=== Extracted material ===

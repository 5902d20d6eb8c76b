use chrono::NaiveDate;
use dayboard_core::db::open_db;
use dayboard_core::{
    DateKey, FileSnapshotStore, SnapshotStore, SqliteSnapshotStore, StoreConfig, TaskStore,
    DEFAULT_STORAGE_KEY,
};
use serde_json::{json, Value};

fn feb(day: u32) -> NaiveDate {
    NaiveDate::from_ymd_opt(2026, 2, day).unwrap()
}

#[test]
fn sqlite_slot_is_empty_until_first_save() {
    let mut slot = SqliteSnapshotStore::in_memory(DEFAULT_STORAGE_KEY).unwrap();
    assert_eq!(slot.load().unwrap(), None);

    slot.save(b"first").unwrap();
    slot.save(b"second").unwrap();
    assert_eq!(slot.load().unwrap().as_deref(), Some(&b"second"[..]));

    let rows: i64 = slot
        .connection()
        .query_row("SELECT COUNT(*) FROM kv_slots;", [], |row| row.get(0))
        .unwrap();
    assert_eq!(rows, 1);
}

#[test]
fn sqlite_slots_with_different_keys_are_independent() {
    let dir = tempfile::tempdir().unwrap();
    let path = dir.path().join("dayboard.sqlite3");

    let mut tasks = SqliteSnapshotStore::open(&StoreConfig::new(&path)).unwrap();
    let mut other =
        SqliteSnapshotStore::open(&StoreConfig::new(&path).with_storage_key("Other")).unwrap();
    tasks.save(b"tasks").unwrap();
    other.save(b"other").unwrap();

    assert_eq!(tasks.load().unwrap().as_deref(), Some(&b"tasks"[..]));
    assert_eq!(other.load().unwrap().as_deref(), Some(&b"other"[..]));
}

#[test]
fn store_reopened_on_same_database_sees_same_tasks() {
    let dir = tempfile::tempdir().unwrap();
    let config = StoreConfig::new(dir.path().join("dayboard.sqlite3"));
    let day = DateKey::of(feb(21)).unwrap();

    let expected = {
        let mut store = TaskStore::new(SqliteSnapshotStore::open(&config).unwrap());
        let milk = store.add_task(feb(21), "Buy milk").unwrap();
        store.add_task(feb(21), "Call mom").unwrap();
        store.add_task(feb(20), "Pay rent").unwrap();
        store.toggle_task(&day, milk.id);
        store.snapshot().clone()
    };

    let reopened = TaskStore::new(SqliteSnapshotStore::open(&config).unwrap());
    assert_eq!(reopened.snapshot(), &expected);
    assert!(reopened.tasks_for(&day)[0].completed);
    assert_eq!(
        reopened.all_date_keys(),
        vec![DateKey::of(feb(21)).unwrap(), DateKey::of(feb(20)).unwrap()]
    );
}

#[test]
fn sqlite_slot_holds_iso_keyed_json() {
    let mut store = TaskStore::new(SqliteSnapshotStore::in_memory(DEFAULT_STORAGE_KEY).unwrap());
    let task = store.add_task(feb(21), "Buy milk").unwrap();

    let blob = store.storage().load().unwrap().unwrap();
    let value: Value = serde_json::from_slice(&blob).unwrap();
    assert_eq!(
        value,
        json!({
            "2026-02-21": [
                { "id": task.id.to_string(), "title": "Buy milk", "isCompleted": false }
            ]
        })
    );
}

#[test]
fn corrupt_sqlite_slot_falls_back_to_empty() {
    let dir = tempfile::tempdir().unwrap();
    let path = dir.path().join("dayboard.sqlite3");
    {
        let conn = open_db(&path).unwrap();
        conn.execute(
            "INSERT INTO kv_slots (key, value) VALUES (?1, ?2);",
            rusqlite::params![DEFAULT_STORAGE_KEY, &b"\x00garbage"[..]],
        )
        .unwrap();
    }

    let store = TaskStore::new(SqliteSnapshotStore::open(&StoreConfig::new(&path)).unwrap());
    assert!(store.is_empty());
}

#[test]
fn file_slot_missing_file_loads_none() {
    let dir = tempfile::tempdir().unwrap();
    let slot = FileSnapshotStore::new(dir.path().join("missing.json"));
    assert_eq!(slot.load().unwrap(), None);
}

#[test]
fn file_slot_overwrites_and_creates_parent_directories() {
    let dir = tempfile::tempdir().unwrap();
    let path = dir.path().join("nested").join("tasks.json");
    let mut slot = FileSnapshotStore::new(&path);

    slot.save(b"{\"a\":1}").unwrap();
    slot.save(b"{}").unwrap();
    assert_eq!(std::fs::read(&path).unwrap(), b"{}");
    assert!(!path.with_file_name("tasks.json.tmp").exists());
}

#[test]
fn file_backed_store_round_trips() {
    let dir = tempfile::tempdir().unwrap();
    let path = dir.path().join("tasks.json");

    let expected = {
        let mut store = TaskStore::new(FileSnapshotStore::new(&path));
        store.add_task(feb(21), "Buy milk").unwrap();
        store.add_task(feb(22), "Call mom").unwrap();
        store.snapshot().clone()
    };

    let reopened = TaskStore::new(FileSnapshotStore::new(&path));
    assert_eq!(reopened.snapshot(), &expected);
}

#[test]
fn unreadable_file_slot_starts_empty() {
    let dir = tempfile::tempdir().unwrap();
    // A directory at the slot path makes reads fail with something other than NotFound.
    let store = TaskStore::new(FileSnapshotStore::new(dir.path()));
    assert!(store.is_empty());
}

===
=== Extracted material ===

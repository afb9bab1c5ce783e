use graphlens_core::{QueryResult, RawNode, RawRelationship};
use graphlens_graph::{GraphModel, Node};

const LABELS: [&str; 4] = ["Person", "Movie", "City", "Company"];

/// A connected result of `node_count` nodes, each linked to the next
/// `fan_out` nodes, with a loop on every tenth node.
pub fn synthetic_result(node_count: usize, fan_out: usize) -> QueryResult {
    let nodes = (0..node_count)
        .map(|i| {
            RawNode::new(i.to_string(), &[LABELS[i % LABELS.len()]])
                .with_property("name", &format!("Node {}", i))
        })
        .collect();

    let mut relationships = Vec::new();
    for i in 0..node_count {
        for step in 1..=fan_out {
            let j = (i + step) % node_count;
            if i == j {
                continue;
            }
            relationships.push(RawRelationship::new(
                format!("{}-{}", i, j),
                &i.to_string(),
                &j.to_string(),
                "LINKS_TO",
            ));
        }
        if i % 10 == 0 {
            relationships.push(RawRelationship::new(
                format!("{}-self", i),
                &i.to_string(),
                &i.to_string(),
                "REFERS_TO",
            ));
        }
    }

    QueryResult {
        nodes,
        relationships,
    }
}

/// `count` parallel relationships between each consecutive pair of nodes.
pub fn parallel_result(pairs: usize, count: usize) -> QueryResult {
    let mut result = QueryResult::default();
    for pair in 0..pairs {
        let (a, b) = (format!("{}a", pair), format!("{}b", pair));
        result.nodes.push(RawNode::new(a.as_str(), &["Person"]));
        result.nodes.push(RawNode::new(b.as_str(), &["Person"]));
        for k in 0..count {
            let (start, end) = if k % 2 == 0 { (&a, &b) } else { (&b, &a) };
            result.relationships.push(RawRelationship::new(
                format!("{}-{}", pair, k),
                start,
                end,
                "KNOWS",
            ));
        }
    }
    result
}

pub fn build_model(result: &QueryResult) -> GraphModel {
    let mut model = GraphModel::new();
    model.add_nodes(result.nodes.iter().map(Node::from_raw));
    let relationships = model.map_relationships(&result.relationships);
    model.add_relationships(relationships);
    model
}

===
=== Extracted material ===

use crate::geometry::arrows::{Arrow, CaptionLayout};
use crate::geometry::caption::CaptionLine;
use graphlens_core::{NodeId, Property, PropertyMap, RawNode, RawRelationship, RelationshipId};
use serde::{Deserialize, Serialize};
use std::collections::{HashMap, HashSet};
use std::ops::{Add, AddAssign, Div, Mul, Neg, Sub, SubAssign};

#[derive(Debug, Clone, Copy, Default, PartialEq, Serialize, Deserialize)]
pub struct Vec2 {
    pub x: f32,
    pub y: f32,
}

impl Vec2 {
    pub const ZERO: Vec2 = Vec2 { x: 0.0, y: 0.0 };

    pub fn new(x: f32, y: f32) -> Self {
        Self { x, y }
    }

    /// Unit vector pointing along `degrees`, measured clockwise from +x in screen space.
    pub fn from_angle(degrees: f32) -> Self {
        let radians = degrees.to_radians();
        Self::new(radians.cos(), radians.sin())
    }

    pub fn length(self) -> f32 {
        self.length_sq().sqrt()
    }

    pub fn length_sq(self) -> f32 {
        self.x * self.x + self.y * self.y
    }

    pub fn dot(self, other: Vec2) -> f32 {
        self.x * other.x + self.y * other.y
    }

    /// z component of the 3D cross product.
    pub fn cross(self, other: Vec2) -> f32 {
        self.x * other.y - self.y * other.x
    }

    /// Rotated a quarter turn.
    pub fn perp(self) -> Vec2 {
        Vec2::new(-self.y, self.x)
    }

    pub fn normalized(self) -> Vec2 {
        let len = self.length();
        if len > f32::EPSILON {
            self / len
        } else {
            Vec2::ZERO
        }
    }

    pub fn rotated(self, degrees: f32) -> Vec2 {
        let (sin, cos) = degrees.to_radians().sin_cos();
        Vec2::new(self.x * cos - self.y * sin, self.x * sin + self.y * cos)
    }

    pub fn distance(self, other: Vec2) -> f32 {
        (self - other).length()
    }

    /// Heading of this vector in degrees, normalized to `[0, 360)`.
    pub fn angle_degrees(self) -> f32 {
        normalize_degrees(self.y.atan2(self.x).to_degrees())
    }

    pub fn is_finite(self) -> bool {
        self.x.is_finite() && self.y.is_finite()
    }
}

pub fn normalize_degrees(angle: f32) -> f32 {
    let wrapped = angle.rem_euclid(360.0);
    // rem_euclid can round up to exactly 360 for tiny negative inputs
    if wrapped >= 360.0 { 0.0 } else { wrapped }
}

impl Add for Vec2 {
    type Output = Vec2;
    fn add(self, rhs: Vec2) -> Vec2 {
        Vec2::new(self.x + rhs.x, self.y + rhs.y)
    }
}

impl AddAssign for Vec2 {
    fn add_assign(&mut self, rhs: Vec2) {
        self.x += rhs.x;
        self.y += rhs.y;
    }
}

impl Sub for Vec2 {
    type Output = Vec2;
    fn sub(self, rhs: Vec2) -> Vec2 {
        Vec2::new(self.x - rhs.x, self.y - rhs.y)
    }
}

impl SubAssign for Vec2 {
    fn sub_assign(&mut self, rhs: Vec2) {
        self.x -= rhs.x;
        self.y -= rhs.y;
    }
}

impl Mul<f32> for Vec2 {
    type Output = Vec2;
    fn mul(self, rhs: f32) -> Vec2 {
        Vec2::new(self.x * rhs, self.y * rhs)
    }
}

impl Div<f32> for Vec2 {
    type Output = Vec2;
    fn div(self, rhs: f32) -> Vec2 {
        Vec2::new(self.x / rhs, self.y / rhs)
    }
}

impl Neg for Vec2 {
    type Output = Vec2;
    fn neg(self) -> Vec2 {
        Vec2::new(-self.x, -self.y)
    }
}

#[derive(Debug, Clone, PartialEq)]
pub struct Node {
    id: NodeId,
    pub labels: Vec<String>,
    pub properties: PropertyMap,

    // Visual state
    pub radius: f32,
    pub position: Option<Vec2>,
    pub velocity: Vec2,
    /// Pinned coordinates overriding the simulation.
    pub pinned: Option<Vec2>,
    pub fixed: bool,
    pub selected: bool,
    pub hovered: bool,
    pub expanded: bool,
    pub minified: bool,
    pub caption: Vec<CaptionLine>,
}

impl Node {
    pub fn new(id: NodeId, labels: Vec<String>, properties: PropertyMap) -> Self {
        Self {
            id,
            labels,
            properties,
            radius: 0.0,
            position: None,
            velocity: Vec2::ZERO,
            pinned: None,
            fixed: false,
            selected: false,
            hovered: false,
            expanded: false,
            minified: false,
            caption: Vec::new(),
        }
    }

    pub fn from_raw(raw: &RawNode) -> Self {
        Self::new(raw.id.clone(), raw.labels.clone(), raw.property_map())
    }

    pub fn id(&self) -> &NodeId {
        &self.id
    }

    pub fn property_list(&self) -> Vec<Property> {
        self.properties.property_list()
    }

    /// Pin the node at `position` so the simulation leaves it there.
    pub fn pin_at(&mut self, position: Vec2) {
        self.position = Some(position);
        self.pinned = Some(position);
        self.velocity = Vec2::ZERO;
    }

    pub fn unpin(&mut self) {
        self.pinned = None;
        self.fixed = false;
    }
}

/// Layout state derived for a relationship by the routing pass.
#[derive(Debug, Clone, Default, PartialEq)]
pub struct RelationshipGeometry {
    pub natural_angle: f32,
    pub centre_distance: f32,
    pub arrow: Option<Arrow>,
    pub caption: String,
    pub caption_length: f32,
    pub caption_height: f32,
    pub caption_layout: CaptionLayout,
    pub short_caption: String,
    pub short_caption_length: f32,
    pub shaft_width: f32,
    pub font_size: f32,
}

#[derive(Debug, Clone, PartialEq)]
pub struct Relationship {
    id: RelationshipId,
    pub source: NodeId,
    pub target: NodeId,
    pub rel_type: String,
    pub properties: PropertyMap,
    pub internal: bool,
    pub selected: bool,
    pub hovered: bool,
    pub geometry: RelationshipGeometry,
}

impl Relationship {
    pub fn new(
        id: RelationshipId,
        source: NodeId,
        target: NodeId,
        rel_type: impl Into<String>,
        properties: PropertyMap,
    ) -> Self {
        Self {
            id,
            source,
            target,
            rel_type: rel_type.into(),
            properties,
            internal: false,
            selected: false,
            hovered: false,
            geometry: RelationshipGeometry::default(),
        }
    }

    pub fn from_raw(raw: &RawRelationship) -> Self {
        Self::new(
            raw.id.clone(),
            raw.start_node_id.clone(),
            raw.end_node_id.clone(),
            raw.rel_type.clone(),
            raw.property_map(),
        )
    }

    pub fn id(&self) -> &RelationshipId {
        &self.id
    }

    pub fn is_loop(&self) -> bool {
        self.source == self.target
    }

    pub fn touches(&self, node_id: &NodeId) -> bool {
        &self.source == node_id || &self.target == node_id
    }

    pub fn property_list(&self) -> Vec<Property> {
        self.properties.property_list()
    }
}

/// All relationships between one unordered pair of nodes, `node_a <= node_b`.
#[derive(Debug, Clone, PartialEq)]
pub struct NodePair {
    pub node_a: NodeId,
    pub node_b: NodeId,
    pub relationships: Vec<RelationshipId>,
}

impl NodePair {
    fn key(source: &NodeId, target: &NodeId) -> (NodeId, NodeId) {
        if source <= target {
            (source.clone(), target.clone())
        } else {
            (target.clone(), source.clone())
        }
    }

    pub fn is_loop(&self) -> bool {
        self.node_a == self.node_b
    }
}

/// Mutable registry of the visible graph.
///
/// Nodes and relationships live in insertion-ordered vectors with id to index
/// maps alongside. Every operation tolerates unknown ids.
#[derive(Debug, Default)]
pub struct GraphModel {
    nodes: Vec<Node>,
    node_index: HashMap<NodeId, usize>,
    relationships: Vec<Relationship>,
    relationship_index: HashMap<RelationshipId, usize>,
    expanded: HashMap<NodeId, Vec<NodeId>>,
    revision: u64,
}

===

Within the listing above, copy each line that has the string "usize".

- [Answer for this exercise]
pub fn synthetic_result(node_count: usize, fan_out: usize) -> QueryResult {
pub fn parallel_result(pairs: usize, count: usize) -> QueryResult {
    node_index: HashMap<NodeId, usize>,
    relationship_index: HashMap<RelationshipId, usize>,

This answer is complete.